例えば、フレッシュジュースを売り出したい企業が認知度上昇のために、「無農薬野菜や果物を使用している」「野菜や果物によって得られる効果」などを発信すれば、健康志向の新規顧客を引きつけられます。認知拡大が成功すれば、新規顧客の獲得数増加につながるので、事業の発展にも影響を与えます。
広告コストが削減できる
認知拡大のための施策の実施は、広告コスト削減にも影響を与えます。自社商品やサービスをさまざまな人たちに知ってもらうためにも広告宣伝は欠かせません。しかし、広告を発信するにも費用が掛かり、中には予算の都合上、大々的な広告を発信できないケースもあります。
しかし、近年SNSが浸透し、認知を獲得しているブランドや商品は自発的にSNSで取り上げられる機会が増えるのです。いわゆるクチコミで情報が拡散されれば、予想していなかった層にまでリーチできる可能性もあります。うまく活用すれば、広告コストが削減できるだけではなく、売上アップも期待できます。
認知拡大に効果的なマーケティング施策10選
ここからは、認知拡大に効果的だと考えられるマーケティング施策を10種類ご紹介していきます。
①SNS広告
商品やサービスを広く知ってもらうためにも有効な施策としてSNS広告が挙げられます。SNS広告とは、InstagramやX、LINEやFacebookといったSNS上で配信する広告です。SNSを利用しているユーザーは増加しているため、多くの人たちにアピールできる点が大きなメリットです。広告感も少ないので、ユーザーに受け入れられやすい点も魅力となっています。
ただし、SNSごとにユーザー層に違いがあります。自社がターゲットとしているユーザーが多く利用するSNSを活用することが大切です。
②動画広告
動画広告も認知拡大施策として有効な手法の1つです。動画広告とは、動画を用いた広告を指し、中でもYouTube広告は広く知られています。近年は、動画共有プラットフォームの人気を受け、多くのユーザーにアプローチできる施策として注目を集めています。文字だけではなく、音や映像によって情報が届けられるので、伝えたい内容を盛り込みやすい特徴があります。
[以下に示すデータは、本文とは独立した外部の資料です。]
impl SctpTracker {
    pub fn new(config: TrackerConfig) -> Self {
        SctpTracker {
            index: VtagIndex::new(config.max_index_entries),
            engine: Engine::new(config.policy),
            config,
        }
    }

    /// Finds the association a packet belongs to, and the direction the
    /// packet travels in, from the common header alone.
    ///
    /// A hit on the entry owned by record slot `d` means the packet is
    /// addressed to endpoint `d`, i.e. travels in the opposite direction.
    pub fn classify(&self, netns: NetnsId, hdr: &CommonHeader) -> Option<(AssocHandle, Direction)> {
        for slot in [Direction::Original, Direction::Reply] {
            let key = VtagKey {
                vtag: hdr.verify_tag,
                sport: hdr.sport,
                dport: hdr.dport,
                netns,
                dir: slot,
            };
            if let Some(handle) = self.index.lookup(&key) {
                return Some((handle, slot.opposite()));
            }
        }
        None
    }

    /// Checks the framing of a whole chunk train, returning the chunk
    /// count. Policy for malformed tails (drop vs accept the valid prefix)
    /// is the caller's.
    pub fn validate(&self, payload: &[u8]) -> Result<usize, MalformedChunkTrain> {
        let mut walker = ChunkWalker::new(payload);
        for item in walker.by_ref() {
            item?;
        }
        Ok(walker.seen())
    }

    /// Runs one packet's chunks through the state machine under the record
    /// lock, applying any index binds/unbinds they require.
    ///
    /// A malformed tail aborts processing with the valid-prefix count in
    /// the error; chunks before it have already taken effect.
    pub fn update(
        &self,
        handle: &AssocHandle,
        netns: NetnsId,
        hdr: &CommonHeader,
        payload: &[u8],
        dir: Direction,
    ) -> Result<Verdict, TrackError> {
        let mut assoc = handle.lock();
        let mut destroy = false;
        let mut create_new_record_hint = false;

        for item in ChunkWalker::new(payload) {
            let chunk = item?;
            match self.engine.on_chunk(&mut assoc, hdr, &chunk, dir)? {
                ChunkOutcome::Nothing => (),
                ChunkOutcome::BindTags {
                    original,
                    reply,
                    new_state,
                } => {
                    // State commits only once both tags are indexed; on a
                    // failed bind the record stays put and a retransmitted
                    // INIT ACK retries the whole binding.
                    self.bind_slot(
                        &mut assoc,
                        handle,
                        Direction::Original,
                        original,
                        netns,
                        hdr,
                        dir,
                    )?;
                    self.bind_slot(&mut assoc, handle, Direction::Reply, reply, netns, hdr, dir)?;
                    assoc.set_state(new_state);
                }
                ChunkOutcome::LearnTag { slot, tag } => {
                    self.bind_slot(&mut assoc, handle, slot, tag, netns, hdr, dir)?;
                }
                ChunkOutcome::Destroy => {
                    self.unbind_all(&mut assoc, handle);
                    destroy = true;
                    break;
                }
                ChunkOutcome::CrossedInit => create_new_record_hint = true,
            }
        }

        Ok(Verdict {
            new_state: assoc.state(),
            destroy,
            create_new_record_hint,
        })
    }

    /// Creates and primes a record for the first packet of a flow the
    /// caller could not match to an existing record.
    ///
    /// INIT starts the normal handshake; HEARTBEAT creates a record
    /// directly in `Established` with the heartbeat-learned flag set (the
    /// handshake cannot be reconstructed after the fact). Any other leading
    /// chunk is not a trackable start and yields `None`.
    pub fn track_new(
        &self,
        netns: NetnsId,
        hdr: &CommonHeader,
        payload: &[u8],
        dir: Direction,
    ) -> Result<Option<(AssocHandle, Verdict)>, TrackError> {
        let assoc = match ChunkWalker::new(payload).next() {
            Some(Ok(chunk)) => match chunk.chunk_type() {
                ChunkType::Init => Association::new(AssocState::Closed),
                ChunkType::Heartbeat => Association::new_from_heartbeat(),
                _ => return Ok(None),
            },
            Some(Err(e)) => return Err(e.into()),
            None => return Ok(None),
        };

        let handle = AssocShared::new(assoc);
        debug!("created record {} for new flow", handle.id());
        let verdict = self.update(&handle, netns, hdr, payload, dir)?;
        Ok(Some((handle, verdict)))
    }

    /// Tears a record down: both direction entries are removed from the
    /// index (each independently; one may never have been bound) and the
    /// record is released once the last outstanding handle drops.
    ///
    /// Racing or repeated destroys are no-ops past the first.
    pub fn destroy(&self, handle: &AssocHandle) {
        let mut assoc = handle.lock();
        if assoc.is_indexed() {
            debug!("destroying record {}", handle.id());
        }
        self.unbind_all(&mut assoc, handle);
    }

    /// The idle timeout the external sweep should apply to this record.
    /// Crossed records get the bounded linger window instead of their
    /// state's timeout.
    pub fn timeout_of(&self, handle: &AssocHandle) -> Duration {
        let assoc = handle.lock();
        if assoc.crossed() {
            self.config.crossed_linger
        } else {
            assoc.state().timeout()
        }
    }

    /// The per-direction bound tags, for the NAT/translation layer.
    pub fn bound_vtags(&self, handle: &AssocHandle) -> [Option<u32>; 2] {
        let assoc = handle.lock();
        [
            assoc.vtag(Direction::Original),
            assoc.vtag(Direction::Reply),
        ]
    }

    /// Number of live index entries.
    pub fn tracked_entries(&self) -> usize {
        self.index.len()
    }

    fn bind_slot(
        &self,
        assoc: &mut Association,
        handle: &AssocHandle,
        slot: Direction,
        tag: u32,
        netns: NetnsId,
        hdr: &CommonHeader,
        pkt_dir: Direction,
    ) -> Result<(), TrackError> {
        if assoc.vtag(slot) == Some(tag) {
            // Retransmission of the binding chunk.
            return Ok(());
        }

        let key = key_for_slot(slot, tag, netns, hdr, pkt_dir);
        self.index.insert(key, Arc::clone(handle))?;

        // A re-key (should not happen through the engine, but keep the
        // index consistent if it does).
        if let Some(old) = assoc.unbind(slot) {
            self.index.remove_if_bound(&old, handle);
        }
        assoc.bind(slot, tag, key);
        debug!(
            "record {}: bound vtag {:#010x} for {:?}",
            handle.id(),
            tag,
            slot
        );
        Ok(())
    }

    fn unbind_all(&self, assoc: &mut Association, handle: &AssocHandle) {
        for dir in [Direction::Original, Direction::Reply] {
            if let Some(key) = assoc.unbind(dir) {
                self.index.remove_if_bound(&key, handle);
            }
        }
    }
}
ただし、YouTube広告といっても種類がたくさんあります。バンパー広告やインフィード広告、スキップ可能なインストリーム広告など、幅広い種類があるので、それぞれの特徴を理解してから認知拡大につなげる施策に活用してみてください。
③交通広告・OOH
「Out Of Home」の略語でもあるOOH広告は、自宅以外で目にする広告を指します。ビルの屋外看板や電車内にある広告、駅構内にある広告などがOOH広告です。人の目に触れやすい広告となり、認知度アップ効果を見込める手法です。
繰り返し見てもらいやすく、人の記憶に残りやすい特徴があります。エリアを絞ったターゲティングも可能なので、ターゲットに見てもらいやすい場所に設置できる利点もあります。自販機やトイレ、シャッターなど、あらゆる種類があるので、ターゲットに合わせて広告の発信場所を選定しましょう。
OOHについては以下の記事でも解説していますので、参考にしてみてください。
④ディスプレイ広告
Web媒体やアプリの広告枠に掲載する広告がディスプレイ広告です。認知拡大にも使える手法で、バナー広告ともいわれています。テキストや画像、動画を活用して商品やサービスの魅力を紹介できる広告です。
商品について知らないユーザーや興味はあるものの調べるまでに至っていないユーザーにアプローチできます。「こんなものが欲しかったんだよな」と思い起こさせる効果が期待できるので、コスメや健康商品といった商材との相性が良いといわれていますその他にも、検討期間が長く単純接触効果を狙える不動産や車といった商品とも相性が良いです。
⑤マスメディア
以前に比べるとマスメディアの影響力は低下していると言われますが、マスメディアに広告を出すのは有効な認知拡大施策です。具体的なメディアは、テレビや雑誌、新聞やラジオなどです。大衆向けの広告となり、自社商品やサービスを知らないユーザーにもアプローチできます。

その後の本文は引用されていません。